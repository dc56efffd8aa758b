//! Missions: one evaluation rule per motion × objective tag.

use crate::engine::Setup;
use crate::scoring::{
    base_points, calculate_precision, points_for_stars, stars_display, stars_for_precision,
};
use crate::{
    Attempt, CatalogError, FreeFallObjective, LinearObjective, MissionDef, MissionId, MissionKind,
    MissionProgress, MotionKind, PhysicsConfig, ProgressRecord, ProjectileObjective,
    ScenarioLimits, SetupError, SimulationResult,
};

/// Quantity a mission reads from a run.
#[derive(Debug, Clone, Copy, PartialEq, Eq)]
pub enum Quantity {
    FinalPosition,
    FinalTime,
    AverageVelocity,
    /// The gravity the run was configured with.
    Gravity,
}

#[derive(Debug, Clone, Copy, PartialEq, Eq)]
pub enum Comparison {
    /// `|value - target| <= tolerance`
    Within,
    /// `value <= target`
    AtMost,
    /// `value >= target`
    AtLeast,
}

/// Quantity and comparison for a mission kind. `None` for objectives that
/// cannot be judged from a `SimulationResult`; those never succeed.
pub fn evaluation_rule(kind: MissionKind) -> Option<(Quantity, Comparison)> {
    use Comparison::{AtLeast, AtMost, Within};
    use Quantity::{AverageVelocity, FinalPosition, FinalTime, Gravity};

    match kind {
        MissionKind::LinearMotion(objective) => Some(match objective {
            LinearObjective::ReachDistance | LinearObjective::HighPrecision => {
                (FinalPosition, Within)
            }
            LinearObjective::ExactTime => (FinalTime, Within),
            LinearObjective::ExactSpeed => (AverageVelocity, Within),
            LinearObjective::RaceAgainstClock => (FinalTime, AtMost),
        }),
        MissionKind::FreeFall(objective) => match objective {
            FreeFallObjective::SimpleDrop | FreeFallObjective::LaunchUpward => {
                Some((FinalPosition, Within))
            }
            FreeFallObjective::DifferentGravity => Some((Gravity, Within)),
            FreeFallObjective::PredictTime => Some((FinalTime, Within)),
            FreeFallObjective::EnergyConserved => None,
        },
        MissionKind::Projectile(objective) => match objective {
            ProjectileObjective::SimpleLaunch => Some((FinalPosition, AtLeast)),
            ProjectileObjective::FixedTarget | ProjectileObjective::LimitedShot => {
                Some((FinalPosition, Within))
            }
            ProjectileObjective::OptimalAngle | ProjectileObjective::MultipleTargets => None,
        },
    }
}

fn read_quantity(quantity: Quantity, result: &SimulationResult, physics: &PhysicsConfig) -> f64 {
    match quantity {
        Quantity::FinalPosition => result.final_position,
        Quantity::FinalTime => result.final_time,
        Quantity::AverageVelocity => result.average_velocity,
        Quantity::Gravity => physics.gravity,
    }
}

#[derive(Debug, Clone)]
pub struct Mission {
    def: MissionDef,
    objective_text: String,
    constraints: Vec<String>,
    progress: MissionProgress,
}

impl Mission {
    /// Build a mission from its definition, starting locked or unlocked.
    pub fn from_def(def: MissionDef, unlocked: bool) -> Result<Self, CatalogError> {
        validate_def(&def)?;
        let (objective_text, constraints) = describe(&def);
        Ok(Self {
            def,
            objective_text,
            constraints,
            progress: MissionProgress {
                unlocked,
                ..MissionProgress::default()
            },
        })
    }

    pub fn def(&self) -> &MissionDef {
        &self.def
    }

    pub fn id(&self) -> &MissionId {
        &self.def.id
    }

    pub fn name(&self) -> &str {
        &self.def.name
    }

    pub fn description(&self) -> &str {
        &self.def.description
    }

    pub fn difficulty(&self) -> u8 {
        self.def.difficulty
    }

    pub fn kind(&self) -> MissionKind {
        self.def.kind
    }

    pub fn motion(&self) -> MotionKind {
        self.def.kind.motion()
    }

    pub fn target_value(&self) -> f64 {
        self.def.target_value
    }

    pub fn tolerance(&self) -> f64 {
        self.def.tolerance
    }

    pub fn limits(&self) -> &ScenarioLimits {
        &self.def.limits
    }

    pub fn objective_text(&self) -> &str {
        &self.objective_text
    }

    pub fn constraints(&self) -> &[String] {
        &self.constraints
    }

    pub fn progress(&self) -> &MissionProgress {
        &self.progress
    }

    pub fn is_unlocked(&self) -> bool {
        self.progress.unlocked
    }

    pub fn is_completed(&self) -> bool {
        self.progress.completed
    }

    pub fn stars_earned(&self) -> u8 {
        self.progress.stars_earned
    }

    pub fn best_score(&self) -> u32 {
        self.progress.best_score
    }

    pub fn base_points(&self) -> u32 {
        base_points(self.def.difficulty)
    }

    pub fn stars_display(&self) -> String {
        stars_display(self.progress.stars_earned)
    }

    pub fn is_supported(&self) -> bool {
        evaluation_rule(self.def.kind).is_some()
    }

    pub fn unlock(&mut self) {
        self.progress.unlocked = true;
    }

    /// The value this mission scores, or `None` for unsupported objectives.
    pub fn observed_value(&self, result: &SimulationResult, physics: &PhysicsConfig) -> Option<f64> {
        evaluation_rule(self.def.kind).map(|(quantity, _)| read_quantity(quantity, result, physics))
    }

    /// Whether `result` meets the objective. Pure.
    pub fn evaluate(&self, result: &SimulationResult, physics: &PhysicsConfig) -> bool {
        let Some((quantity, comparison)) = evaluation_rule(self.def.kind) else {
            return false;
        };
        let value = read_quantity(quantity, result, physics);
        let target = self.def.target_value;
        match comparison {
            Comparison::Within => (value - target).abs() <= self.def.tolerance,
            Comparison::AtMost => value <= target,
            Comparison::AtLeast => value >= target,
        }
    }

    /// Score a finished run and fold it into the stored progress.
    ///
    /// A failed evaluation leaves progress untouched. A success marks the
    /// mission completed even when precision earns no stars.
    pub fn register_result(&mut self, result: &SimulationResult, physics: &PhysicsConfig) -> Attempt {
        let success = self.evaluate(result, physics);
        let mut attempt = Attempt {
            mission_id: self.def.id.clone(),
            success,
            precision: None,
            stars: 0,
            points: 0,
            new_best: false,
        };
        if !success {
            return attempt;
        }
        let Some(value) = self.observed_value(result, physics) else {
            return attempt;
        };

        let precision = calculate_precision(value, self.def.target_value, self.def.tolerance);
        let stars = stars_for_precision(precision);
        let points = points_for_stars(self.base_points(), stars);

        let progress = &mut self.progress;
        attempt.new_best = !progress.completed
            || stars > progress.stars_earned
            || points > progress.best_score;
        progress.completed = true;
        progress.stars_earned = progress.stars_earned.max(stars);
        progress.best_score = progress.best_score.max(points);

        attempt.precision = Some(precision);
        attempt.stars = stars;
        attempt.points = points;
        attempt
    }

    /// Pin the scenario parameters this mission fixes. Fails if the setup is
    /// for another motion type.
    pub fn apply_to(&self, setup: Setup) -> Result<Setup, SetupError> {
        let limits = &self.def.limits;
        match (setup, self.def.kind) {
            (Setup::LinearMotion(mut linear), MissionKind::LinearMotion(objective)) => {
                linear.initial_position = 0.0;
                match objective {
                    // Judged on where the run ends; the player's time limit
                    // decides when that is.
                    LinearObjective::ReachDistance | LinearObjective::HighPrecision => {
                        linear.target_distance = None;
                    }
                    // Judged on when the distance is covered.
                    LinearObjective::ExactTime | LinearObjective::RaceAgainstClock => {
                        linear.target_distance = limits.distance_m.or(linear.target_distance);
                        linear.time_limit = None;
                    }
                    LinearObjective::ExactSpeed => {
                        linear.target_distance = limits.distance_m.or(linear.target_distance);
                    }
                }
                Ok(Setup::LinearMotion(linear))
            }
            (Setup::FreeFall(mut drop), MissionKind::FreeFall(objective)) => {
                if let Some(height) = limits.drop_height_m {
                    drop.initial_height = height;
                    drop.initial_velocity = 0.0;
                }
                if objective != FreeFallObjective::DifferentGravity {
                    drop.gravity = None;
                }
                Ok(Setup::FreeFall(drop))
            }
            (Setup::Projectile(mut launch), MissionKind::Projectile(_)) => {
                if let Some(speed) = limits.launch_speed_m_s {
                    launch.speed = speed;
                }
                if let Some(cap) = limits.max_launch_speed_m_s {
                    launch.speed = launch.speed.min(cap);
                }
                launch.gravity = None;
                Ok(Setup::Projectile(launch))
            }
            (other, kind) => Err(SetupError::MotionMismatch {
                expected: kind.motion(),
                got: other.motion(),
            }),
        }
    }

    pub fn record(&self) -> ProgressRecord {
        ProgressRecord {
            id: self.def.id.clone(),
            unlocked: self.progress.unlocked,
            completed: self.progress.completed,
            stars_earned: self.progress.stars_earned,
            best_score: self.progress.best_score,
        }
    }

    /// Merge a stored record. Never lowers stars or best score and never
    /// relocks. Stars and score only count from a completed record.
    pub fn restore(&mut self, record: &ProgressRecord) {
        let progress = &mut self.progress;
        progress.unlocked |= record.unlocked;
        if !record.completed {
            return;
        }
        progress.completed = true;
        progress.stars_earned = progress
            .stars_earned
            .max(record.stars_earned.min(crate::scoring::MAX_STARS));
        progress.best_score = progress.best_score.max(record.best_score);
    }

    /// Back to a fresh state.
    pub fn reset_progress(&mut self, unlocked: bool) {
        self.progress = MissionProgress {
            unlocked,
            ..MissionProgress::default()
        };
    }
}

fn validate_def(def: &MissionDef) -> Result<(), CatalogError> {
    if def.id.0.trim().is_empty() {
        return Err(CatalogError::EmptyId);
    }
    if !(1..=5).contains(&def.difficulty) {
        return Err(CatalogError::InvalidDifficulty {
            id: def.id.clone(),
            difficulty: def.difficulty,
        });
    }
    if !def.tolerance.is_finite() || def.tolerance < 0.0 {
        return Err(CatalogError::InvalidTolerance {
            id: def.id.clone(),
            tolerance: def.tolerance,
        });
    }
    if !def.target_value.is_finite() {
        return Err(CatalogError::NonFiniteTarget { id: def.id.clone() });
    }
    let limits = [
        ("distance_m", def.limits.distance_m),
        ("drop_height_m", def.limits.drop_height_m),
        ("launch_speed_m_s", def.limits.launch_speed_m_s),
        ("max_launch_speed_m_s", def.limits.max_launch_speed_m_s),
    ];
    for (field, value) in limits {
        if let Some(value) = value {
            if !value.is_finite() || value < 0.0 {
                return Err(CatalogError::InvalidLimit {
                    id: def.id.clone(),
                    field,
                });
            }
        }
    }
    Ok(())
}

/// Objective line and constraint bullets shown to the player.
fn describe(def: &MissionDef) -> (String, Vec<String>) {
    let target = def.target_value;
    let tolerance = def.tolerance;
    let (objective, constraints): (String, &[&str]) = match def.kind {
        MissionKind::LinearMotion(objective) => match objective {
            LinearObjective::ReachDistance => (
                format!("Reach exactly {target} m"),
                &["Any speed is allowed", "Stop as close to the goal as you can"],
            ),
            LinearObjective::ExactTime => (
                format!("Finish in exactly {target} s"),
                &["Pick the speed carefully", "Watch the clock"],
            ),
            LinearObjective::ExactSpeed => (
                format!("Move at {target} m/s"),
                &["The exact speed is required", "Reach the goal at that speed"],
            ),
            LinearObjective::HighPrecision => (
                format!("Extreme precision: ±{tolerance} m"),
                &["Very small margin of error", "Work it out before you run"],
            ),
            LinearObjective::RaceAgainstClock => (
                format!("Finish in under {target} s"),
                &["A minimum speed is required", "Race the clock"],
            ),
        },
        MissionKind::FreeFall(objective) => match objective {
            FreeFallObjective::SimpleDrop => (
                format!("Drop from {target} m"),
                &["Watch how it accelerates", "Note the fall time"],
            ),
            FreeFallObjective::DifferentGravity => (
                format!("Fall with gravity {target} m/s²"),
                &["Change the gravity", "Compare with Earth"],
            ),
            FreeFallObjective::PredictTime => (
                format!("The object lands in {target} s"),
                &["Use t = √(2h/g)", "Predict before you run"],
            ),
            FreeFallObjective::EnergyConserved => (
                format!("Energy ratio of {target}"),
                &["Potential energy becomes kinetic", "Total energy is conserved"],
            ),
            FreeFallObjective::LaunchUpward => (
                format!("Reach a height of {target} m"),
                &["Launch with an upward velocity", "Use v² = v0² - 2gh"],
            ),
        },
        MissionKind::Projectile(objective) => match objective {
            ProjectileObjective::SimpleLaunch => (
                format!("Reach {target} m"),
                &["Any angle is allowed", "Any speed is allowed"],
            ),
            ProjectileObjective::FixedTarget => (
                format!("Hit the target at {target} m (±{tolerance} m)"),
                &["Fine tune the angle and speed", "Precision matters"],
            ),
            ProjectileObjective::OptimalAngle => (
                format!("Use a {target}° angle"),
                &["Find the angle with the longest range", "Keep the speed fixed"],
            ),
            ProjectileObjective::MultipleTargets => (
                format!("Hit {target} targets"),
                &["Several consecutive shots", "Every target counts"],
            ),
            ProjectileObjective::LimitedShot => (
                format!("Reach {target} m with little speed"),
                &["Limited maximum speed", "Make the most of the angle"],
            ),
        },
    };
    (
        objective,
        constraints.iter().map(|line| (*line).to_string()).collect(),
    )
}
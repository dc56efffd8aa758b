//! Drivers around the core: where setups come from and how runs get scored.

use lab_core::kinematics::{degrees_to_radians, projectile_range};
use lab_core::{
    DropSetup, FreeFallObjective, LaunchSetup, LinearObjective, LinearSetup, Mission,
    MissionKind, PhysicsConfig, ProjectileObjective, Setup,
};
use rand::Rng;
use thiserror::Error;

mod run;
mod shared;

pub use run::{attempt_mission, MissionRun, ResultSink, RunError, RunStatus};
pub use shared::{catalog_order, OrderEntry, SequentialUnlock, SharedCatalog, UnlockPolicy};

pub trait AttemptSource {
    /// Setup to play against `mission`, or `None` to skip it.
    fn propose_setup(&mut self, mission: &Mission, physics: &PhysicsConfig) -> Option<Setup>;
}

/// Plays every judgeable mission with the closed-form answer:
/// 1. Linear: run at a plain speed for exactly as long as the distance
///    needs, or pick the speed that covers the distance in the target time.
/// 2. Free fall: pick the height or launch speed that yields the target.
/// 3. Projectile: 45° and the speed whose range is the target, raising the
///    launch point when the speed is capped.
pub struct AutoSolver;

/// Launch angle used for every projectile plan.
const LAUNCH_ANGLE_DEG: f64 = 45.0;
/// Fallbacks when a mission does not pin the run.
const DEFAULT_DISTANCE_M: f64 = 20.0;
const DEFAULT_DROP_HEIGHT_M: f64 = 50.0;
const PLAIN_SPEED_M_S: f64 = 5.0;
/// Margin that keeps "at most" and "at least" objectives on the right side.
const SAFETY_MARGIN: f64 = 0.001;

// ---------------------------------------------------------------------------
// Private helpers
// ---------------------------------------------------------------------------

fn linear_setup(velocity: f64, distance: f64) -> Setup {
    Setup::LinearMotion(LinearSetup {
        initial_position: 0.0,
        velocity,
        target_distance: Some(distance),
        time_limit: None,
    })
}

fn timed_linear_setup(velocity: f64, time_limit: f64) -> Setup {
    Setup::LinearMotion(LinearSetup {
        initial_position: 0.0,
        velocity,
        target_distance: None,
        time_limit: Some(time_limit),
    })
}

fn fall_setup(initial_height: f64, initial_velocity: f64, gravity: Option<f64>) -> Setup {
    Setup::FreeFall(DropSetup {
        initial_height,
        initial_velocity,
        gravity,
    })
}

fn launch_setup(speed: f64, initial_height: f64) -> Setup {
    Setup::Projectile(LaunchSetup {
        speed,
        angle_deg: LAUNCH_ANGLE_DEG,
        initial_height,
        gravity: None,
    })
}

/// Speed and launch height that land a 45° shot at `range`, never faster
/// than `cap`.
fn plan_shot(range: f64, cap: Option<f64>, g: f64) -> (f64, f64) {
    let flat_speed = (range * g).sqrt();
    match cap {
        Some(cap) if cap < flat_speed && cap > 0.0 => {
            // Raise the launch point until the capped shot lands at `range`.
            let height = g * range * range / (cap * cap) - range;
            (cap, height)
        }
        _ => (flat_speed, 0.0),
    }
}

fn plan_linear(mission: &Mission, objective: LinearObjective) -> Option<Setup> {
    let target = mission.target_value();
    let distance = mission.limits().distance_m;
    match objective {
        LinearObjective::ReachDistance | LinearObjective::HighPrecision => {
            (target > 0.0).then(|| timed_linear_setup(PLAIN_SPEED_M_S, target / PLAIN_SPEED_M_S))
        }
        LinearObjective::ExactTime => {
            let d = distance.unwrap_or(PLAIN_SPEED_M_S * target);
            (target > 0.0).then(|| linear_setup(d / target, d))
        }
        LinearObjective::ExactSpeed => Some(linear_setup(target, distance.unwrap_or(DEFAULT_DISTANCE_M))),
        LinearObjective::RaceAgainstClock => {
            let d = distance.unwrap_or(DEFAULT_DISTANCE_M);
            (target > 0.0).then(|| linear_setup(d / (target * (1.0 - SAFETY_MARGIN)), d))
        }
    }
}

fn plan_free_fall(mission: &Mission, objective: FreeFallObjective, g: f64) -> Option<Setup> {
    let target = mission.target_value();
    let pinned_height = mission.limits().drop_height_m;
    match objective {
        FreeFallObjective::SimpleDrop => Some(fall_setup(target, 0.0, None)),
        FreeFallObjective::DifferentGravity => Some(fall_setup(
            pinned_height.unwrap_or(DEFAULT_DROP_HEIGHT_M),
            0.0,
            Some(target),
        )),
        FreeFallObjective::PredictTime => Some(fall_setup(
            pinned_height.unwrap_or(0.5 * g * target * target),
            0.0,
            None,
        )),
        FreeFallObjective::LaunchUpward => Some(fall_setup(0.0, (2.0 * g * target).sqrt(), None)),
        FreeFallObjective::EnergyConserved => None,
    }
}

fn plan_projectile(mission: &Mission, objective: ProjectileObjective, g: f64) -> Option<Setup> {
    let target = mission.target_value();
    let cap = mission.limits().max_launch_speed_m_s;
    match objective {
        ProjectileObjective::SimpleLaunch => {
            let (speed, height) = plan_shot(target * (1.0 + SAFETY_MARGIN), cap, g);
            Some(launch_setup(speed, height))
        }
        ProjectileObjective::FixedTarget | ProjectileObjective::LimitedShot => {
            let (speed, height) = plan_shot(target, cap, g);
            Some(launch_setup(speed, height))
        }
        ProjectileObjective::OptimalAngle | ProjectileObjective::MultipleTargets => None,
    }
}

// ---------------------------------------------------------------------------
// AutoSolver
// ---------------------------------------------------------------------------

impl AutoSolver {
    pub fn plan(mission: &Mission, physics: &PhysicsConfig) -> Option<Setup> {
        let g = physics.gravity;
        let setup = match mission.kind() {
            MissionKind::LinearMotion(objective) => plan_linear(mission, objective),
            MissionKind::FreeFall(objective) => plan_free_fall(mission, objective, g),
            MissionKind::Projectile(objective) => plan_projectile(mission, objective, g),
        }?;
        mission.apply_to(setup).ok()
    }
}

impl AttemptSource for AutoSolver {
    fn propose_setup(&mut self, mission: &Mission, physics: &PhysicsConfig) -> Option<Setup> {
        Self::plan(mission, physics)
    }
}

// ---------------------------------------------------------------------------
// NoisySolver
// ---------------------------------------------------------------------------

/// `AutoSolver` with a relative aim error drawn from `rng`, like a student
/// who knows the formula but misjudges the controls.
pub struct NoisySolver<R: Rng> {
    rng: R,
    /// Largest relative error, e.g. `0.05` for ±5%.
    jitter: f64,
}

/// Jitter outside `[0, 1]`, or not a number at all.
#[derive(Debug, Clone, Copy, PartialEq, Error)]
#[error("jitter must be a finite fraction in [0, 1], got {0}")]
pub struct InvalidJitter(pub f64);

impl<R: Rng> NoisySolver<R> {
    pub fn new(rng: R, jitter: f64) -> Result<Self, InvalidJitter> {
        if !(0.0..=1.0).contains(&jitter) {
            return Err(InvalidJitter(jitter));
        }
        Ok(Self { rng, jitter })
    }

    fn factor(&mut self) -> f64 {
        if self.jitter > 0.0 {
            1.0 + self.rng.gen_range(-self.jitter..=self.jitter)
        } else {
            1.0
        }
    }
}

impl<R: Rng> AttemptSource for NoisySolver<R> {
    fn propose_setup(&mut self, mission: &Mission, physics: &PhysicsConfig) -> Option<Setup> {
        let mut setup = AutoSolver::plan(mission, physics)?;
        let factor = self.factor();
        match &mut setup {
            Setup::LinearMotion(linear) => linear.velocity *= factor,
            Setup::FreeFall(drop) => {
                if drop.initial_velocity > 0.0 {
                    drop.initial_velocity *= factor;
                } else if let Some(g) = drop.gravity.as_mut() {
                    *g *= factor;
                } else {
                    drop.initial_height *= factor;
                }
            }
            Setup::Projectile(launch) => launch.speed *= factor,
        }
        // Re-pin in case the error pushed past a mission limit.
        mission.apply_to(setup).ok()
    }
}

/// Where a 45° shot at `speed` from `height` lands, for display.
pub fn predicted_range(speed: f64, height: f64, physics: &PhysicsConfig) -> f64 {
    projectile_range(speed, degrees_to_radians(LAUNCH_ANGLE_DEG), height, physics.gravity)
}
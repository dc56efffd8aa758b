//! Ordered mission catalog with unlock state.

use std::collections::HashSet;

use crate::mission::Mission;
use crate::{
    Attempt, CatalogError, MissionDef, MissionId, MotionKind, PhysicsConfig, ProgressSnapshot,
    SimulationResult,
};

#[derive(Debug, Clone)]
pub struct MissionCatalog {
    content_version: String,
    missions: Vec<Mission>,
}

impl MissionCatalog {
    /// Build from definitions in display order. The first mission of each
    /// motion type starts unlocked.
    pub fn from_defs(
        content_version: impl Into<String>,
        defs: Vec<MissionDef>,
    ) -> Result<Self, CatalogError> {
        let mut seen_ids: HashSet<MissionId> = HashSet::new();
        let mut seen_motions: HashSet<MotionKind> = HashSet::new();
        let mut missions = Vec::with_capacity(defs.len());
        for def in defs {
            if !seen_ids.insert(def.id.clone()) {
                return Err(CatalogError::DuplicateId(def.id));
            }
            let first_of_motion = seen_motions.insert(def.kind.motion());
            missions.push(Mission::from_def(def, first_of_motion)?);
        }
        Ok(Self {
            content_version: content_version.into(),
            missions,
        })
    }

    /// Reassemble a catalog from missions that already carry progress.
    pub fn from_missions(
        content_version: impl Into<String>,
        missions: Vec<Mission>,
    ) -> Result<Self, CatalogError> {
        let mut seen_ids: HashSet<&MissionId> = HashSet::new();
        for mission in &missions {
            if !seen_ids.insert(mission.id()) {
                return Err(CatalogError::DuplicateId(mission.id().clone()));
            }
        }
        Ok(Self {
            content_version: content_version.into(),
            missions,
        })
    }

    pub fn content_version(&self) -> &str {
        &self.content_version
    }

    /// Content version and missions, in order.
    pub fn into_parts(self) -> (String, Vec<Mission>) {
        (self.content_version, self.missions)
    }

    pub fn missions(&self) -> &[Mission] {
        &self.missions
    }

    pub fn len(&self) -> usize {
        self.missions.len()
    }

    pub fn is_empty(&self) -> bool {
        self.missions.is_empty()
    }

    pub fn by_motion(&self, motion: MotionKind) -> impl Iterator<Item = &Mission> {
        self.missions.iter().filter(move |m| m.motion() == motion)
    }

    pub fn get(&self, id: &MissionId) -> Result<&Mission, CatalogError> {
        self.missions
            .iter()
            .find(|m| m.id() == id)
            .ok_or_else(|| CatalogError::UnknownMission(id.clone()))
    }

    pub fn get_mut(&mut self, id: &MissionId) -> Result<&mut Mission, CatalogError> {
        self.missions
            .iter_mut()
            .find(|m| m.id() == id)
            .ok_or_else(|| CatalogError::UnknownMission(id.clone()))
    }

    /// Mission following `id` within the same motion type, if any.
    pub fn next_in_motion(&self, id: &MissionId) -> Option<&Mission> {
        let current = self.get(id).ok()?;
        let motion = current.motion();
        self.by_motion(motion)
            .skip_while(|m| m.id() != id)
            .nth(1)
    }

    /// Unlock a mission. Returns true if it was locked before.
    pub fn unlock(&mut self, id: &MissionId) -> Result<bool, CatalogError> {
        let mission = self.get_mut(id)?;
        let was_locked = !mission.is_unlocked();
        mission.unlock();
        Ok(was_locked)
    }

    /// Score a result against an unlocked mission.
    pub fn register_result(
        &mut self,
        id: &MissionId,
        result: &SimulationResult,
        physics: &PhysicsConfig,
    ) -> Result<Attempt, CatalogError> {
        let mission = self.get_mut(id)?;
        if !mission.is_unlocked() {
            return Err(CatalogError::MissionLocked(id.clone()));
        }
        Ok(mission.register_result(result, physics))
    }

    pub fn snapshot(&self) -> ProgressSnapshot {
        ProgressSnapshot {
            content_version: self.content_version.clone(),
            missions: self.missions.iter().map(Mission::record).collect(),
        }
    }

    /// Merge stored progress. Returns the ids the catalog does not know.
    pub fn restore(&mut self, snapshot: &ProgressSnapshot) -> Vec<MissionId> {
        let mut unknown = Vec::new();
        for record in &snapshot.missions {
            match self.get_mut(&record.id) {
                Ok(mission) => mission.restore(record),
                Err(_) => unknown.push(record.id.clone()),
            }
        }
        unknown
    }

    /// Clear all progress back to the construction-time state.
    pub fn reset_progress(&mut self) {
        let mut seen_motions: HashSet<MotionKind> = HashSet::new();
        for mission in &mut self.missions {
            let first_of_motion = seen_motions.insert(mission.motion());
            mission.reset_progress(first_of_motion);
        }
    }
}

■ WHAT TO PRODUCE ■
Looking at the listing above, which lines hold "EnergyConserved"? Copy every such line.

■ ANSWER BOX ■
            FreeFallObjective::EnergyConserved => None,
            FreeFallObjective::EnergyConserved => (
        FreeFallObjective::EnergyConserved => None,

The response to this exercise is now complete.